The Short North’s newest boutique may be called Pivot, but owner Nicci Hicks’ eyes are focused straight ahead.
Hicks has spent her professional career to date as a lawyer, but the desire to be in fashion has lingered since she was a child.
“As a lawyer, I’m risk-averse,” she said. “But it was always at the back of my mind: Be brave and do it. What if I only had five years left? Would I regret not doing this?”
The answer was yes.
She’s maintaining her license, but stopped taking on contract work in the past year to focus on Pivot, her new shop that will opens Friday at 718 N. High St. in the Short North.
Hicks sees a gap in the local boutique market for shoes, handbags and accessories to punctuate outfits. That’s what she hopes to fill with Pivot.
“Shoes are the foundation of your outfit,” she said. “I always start with my shoes.”
But Pivot is about more than the product. Hicks is also interested in who’s making what she sells.

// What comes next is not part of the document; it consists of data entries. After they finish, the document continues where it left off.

//! Stack sources: where snapshots come from.
//!
//! `NativeStackSource` walks the real thread stack. `ManualStackSource` hands
//! out whatever call site the host last set, for hosts that track call sites
//! themselves and for deterministic tests.

use super::snapshot::{FrameKind, StackFrame, StackSnapshot};
use super::template::{self, FramePosition, TemplateNode};
use crate::utils::config::UNKNOWN_SOURCE;
use log::trace;
use std::cell::RefCell;
use std::rc::Rc;

/// Produces a snapshot of the current call stack
pub trait StackSource {
    /// Capture the stack, oldest caller first, without dropping frames
    fn capture(&self) -> StackSnapshot;
}

impl<S: StackSource + ?Sized> StackSource for Rc<S> {
    fn capture(&self) -> StackSnapshot {
        (**self).capture()
    }
}

impl<S: StackSource + ?Sized> StackSource for Box<S> {
    fn capture(&self) -> StackSnapshot {
        (**self).capture()
    }
}

/// Captures the live native stack of the calling thread
///
/// Inlined functions resolve to one frame each; all of them carry the return
/// address of their physical frame, so call sites stay apart even when no
/// line information is available. Template frames entered on this thread are
/// spliced in right after the native frame that entered them.
#[derive(Debug, Clone, Copy, Default)]
pub struct NativeStackSource;

impl NativeStackSource {
    pub fn new() -> Self {
        Self
    }
}

impl StackSource for NativeStackSource {
    fn capture(&self) -> StackSnapshot {
        let mut raw = Vec::new();
        backtrace::trace(|frame| {
            raw.push(frame.clone());
            true
        });
        // trace() walks innermost first
        raw.reverse();

        let positions: Vec<FramePosition> = raw.iter().map(FramePosition::of).collect();
        let mut entered: Vec<(usize, TemplateNode)> = template::entered()
            .into_iter()
            .map(|entry| (entry.splice_position(&positions), entry.node))
            .collect();
        // Stable: templates entered from one frame keep their entry order
        entered.sort_by_key(|(position, _)| *position);

        let mut frames = Vec::with_capacity(raw.len() + entered.len());
        let mut pending = entered.into_iter().peekable();

        for (position, frame) in raw.iter().enumerate() {
            while let Some((_, node)) = pending.next_if(|(at, _)| *at <= position) {
                frames.push(StackFrame::template(node));
            }
            frames.extend(resolve(frame));
        }
        frames.extend(pending.map(|(_, node)| StackFrame::template(node)));

        trace!("Captured native stack: {} raw frames, {} frames", raw.len(), frames.len());

        StackSnapshot::from_frames(frames)
    }
}

/// Resolve one raw frame into one frame per symbol, outermost inline first
fn resolve(frame: &backtrace::Frame) -> Vec<StackFrame> {
    let address = frame.ip() as usize;
    let mut symbols = Vec::new();
    backtrace::resolve_frame(frame, |symbol| {
        let source = symbol
            .filename()
            .map(|path| path.display().to_string())
            .unwrap_or_else(|| UNKNOWN_SOURCE.to_string());

        symbols.push(StackFrame {
            source,
            line: symbol.lineno().unwrap_or(0),
            function: symbol.name().map(|name| format!("{:#}", name)),
            address: Some(address),
            kind: FrameKind::Standard,
        });
    });

    if symbols.is_empty() {
        symbols.push(StackFrame::new(UNKNOWN_SOURCE, 0).with_address(address));
    }

    // resolve_frame yields the innermost inlined symbol first
    symbols.reverse();
    symbols
}

/// Returns the call site most recently set by the host
#[derive(Debug, Default)]
pub struct ManualStackSource {
    current: RefCell<StackSnapshot>,
}

impl ManualStackSource {
    pub fn new(initial: StackSnapshot) -> Self {
        Self {
            current: RefCell::new(initial),
        }
    }

    /// Replace the call site returned by subsequent captures
    pub fn set(&self, snapshot: StackSnapshot) {
        *self.current.borrow_mut() = snapshot;
    }
}

impl StackSource for ManualStackSource {
    fn capture(&self) -> StackSnapshot {
        self.current.borrow().clone()
    }
}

“People shop their values,” she said. “There are a number of minority-owned brands in the fashion industry and I want to focus on them. Woman-owned, minority-owned, Black-owned, sustainably focused brands.”

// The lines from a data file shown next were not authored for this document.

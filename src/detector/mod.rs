//! Duplicate query detection.
//!
//! This module turns a stream of query executions into:
//! - A first-seen registry of (call stack, SQL) identities
//! - Repeat counts for identities executed more than once

pub mod engine;
pub mod registry;

// Re-export main types
pub use engine::DuplicateDetector;
pub use registry::{DuplicateRegistry, Observation, QueryIdentity, RegistryEntry};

That roster includes Brother Vellies, which uses Hoka Shoes traditional African designs, practices and artisans; Loeffler Randall shoes; Khiry jewelry; and Poche, a Ukranian jewelry brand.
Hicks and her husband’s school and professional lives bounced around between eight cities including Washington D.C. and Denver before settling into Columbus a decade ago. Her legal experience includes everything from white collar crime defense and civil rights to corporate work with the likes of NetJets and Nationwide.
She’d always been drawn to the Short North as a customer, making it the only place to be as a retailer.
Pivot is in the 1,300-square-foot former Rowe Boutique space. Rowe moved a few doors down the block to 688 N. High St., which previously was Quinci Emporium. That business is now located at 11 Buttles Ave. in the Short North.
“Rowe has such a great following and the store has good bones,” Hicks said. “We’re right at the intersection so you stop and look right into our windows.”